● **Aim of the task**
List every line below containing "scalar".
Data in this exercise Start Marker
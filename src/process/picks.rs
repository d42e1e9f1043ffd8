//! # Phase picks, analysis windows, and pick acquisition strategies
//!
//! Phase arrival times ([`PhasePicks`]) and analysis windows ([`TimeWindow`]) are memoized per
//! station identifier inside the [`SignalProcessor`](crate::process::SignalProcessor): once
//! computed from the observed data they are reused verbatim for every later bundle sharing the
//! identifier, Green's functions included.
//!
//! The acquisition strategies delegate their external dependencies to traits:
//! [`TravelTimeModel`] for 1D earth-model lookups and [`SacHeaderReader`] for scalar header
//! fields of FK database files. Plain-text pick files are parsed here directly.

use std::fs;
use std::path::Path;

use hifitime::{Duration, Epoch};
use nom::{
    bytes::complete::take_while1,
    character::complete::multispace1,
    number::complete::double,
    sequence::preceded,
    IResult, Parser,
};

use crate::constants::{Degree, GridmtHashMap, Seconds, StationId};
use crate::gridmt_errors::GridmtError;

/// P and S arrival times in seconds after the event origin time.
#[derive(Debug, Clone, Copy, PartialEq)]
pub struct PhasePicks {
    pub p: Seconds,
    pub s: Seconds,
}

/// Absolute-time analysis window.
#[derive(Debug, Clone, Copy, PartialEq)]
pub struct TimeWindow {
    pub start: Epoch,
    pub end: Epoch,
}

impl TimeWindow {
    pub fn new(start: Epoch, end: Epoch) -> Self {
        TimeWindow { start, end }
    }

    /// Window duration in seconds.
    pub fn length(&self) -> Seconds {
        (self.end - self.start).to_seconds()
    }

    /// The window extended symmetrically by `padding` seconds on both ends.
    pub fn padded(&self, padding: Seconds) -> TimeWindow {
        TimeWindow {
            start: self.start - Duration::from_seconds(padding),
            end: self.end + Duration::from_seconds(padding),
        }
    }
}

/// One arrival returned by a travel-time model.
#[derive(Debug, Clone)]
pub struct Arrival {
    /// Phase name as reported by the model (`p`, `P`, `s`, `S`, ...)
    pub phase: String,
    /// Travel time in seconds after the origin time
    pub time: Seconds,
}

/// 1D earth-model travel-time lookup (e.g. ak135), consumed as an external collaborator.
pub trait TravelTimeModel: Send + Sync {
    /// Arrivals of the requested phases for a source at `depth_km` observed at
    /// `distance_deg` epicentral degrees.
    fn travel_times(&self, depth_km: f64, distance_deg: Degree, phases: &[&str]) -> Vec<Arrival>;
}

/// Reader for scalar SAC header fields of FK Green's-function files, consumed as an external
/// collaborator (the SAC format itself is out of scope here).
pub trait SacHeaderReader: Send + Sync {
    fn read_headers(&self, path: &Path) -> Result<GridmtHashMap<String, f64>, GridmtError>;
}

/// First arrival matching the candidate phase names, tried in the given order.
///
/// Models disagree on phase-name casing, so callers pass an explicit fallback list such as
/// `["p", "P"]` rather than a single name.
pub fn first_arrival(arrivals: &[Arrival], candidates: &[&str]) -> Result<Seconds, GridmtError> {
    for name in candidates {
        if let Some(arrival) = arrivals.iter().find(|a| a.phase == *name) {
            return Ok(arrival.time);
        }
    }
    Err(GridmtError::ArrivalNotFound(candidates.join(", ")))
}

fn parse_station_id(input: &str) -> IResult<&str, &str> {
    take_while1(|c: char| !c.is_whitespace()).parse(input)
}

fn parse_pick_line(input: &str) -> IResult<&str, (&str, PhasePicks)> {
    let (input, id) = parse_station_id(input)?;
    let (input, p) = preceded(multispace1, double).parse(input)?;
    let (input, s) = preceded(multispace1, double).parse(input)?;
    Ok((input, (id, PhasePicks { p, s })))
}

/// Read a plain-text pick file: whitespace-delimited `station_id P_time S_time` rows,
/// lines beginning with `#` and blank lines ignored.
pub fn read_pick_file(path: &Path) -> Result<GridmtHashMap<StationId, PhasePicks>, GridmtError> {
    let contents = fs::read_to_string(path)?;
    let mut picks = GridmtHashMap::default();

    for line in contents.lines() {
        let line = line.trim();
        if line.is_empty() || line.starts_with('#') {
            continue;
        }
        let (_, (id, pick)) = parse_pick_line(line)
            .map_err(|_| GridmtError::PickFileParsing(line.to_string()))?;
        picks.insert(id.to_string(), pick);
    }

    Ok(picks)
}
Data in this exercise End Marker
Data in this exercise Start Marker
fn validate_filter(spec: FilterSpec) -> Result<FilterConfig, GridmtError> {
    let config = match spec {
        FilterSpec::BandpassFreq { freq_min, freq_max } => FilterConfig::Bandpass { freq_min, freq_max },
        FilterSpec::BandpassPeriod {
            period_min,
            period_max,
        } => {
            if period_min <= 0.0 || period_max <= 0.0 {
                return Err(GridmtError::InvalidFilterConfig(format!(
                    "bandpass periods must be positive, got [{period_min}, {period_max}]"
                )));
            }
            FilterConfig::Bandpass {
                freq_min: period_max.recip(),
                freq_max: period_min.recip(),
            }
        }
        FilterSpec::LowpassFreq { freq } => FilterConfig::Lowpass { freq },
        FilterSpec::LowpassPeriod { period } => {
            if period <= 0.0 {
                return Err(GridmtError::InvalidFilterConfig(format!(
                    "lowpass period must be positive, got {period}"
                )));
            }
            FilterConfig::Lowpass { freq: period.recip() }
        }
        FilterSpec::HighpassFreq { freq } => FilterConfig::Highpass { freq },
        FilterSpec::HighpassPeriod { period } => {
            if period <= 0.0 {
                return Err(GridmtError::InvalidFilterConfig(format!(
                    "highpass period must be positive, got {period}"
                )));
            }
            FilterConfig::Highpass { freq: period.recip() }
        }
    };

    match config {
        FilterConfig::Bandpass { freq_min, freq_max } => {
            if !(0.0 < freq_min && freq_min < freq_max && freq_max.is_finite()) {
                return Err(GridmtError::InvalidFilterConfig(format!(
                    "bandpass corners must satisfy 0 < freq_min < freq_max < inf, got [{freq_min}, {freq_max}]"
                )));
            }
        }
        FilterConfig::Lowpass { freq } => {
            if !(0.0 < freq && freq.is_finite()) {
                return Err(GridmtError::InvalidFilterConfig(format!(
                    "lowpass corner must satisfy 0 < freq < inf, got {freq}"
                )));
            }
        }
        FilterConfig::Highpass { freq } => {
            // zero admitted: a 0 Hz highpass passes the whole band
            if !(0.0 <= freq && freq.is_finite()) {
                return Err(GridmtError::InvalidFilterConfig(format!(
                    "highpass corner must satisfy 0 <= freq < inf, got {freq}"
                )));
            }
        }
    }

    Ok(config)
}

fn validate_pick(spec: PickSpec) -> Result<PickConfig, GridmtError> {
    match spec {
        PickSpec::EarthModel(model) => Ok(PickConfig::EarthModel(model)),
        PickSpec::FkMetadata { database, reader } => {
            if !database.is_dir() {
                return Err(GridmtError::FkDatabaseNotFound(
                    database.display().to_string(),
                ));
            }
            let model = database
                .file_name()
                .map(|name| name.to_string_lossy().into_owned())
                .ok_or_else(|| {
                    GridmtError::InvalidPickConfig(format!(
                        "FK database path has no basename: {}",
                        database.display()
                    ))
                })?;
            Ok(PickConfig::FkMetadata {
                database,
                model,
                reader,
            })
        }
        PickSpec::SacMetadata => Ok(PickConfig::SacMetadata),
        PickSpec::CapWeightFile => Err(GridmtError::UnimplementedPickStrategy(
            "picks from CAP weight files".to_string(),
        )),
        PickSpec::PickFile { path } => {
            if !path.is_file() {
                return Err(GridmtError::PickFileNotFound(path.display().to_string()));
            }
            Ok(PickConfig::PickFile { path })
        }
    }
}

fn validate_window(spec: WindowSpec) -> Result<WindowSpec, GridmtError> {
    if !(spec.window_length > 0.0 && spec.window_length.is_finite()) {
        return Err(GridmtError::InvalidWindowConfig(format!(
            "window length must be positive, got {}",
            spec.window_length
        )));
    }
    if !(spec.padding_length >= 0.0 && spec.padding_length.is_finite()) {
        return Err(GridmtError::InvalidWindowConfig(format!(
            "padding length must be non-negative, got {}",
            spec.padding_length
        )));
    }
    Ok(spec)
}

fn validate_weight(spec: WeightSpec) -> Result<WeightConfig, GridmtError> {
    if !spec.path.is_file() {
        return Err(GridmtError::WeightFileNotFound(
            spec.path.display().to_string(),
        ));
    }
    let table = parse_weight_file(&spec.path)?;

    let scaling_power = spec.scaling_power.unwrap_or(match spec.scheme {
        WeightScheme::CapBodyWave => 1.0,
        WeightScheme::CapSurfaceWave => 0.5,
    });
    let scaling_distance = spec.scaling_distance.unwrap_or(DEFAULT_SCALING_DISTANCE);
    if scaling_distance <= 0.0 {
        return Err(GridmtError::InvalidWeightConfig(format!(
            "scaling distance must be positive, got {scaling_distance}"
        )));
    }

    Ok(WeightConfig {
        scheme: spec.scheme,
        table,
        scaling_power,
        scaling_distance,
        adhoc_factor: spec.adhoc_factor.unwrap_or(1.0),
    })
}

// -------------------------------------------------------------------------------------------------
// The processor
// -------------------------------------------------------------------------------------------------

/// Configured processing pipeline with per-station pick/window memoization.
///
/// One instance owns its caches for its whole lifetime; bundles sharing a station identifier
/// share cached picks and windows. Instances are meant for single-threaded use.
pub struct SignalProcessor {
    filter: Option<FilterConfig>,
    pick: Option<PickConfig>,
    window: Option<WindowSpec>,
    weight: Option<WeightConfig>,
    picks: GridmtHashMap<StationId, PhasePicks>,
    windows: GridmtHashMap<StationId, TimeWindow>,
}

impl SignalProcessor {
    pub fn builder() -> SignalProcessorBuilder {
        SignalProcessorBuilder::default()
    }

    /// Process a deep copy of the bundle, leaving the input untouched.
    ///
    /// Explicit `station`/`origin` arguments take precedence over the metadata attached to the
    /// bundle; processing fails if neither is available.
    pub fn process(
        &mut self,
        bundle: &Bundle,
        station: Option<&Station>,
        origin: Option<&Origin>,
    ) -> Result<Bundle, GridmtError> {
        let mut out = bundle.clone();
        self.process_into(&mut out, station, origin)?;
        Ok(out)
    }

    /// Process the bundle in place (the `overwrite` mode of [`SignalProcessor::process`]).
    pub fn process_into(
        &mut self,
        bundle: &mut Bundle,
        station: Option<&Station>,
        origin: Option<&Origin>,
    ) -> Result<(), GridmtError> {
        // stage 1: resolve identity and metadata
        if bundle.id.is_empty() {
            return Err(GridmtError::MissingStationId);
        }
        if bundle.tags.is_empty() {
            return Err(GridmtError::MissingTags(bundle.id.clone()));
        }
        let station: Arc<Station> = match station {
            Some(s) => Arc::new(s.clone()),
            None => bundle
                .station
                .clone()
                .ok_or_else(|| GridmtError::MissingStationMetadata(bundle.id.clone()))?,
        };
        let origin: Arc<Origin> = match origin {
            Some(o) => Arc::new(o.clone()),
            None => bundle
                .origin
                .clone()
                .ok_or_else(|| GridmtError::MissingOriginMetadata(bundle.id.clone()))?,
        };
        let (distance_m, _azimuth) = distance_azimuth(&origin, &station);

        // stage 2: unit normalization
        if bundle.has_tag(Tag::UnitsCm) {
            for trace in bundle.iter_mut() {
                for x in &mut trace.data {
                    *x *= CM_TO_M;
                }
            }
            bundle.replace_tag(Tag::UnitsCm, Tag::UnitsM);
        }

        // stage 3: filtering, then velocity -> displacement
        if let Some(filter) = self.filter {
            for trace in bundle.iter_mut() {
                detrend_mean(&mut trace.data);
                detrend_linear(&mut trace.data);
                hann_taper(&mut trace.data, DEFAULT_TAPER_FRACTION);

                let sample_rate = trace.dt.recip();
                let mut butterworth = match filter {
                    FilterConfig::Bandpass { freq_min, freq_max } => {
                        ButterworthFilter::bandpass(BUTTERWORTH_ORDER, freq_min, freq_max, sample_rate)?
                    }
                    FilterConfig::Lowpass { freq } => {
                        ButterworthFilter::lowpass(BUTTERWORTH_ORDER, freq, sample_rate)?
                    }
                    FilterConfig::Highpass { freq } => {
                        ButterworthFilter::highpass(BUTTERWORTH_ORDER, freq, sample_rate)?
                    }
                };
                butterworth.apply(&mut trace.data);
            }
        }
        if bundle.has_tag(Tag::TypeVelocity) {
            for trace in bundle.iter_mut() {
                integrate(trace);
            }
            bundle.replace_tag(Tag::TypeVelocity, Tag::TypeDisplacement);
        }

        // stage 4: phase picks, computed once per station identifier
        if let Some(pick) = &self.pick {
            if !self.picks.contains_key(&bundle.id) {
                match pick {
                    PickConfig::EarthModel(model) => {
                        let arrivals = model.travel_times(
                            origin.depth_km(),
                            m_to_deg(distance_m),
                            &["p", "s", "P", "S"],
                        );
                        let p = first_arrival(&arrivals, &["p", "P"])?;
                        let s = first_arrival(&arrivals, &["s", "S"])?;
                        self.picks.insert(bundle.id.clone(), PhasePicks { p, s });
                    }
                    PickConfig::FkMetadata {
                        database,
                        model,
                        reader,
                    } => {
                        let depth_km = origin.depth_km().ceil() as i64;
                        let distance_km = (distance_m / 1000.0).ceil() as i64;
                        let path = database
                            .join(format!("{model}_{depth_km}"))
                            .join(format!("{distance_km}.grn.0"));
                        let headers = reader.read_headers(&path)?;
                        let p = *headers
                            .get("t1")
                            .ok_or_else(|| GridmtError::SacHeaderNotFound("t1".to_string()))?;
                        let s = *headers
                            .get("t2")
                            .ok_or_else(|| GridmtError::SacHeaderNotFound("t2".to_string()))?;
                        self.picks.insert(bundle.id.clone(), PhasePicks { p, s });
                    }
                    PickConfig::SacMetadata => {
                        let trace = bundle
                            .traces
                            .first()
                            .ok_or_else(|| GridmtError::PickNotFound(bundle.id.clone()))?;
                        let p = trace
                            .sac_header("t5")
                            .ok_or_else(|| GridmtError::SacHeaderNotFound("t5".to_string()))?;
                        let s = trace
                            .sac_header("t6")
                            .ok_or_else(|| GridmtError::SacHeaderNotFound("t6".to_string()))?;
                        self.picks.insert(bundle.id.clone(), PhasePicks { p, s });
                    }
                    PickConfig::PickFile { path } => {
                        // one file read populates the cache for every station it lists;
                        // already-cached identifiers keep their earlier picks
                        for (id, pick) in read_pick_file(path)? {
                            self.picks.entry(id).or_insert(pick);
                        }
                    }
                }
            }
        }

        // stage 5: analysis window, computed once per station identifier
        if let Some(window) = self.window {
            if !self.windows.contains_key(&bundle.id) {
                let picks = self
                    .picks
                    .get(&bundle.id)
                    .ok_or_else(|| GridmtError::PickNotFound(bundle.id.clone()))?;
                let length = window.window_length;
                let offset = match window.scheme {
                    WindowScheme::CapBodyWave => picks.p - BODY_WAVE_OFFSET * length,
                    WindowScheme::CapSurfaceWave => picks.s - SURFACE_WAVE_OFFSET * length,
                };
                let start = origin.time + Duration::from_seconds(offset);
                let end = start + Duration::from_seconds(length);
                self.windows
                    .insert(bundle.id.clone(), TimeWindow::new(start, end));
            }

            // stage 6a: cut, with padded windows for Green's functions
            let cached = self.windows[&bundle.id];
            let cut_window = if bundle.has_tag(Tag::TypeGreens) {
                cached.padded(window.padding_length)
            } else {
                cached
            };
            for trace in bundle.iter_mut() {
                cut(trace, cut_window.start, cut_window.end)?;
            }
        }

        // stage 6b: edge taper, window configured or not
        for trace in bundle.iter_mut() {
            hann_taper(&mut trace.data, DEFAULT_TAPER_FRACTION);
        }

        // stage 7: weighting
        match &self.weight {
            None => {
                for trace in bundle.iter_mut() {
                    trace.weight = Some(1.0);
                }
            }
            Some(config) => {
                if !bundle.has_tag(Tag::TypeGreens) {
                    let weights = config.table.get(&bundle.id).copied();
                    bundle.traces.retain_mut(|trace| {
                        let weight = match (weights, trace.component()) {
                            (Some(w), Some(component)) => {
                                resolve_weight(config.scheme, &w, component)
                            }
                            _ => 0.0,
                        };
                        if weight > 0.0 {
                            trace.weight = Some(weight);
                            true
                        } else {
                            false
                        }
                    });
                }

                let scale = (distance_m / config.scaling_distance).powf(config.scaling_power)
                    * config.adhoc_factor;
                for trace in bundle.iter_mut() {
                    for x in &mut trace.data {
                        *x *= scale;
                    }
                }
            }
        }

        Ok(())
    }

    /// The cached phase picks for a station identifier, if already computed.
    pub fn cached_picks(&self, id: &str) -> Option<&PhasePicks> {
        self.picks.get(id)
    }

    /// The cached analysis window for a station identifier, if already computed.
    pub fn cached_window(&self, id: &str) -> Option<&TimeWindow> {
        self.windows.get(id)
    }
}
Data in this exercise End Marker
● **Response below**
//! [`TravelTimeModel`] for 1D earth-model lookups and [`SacHeaderReader`] for scalar header
/// Reader for scalar SAC header fields of FK Green's-function files, consumed as an external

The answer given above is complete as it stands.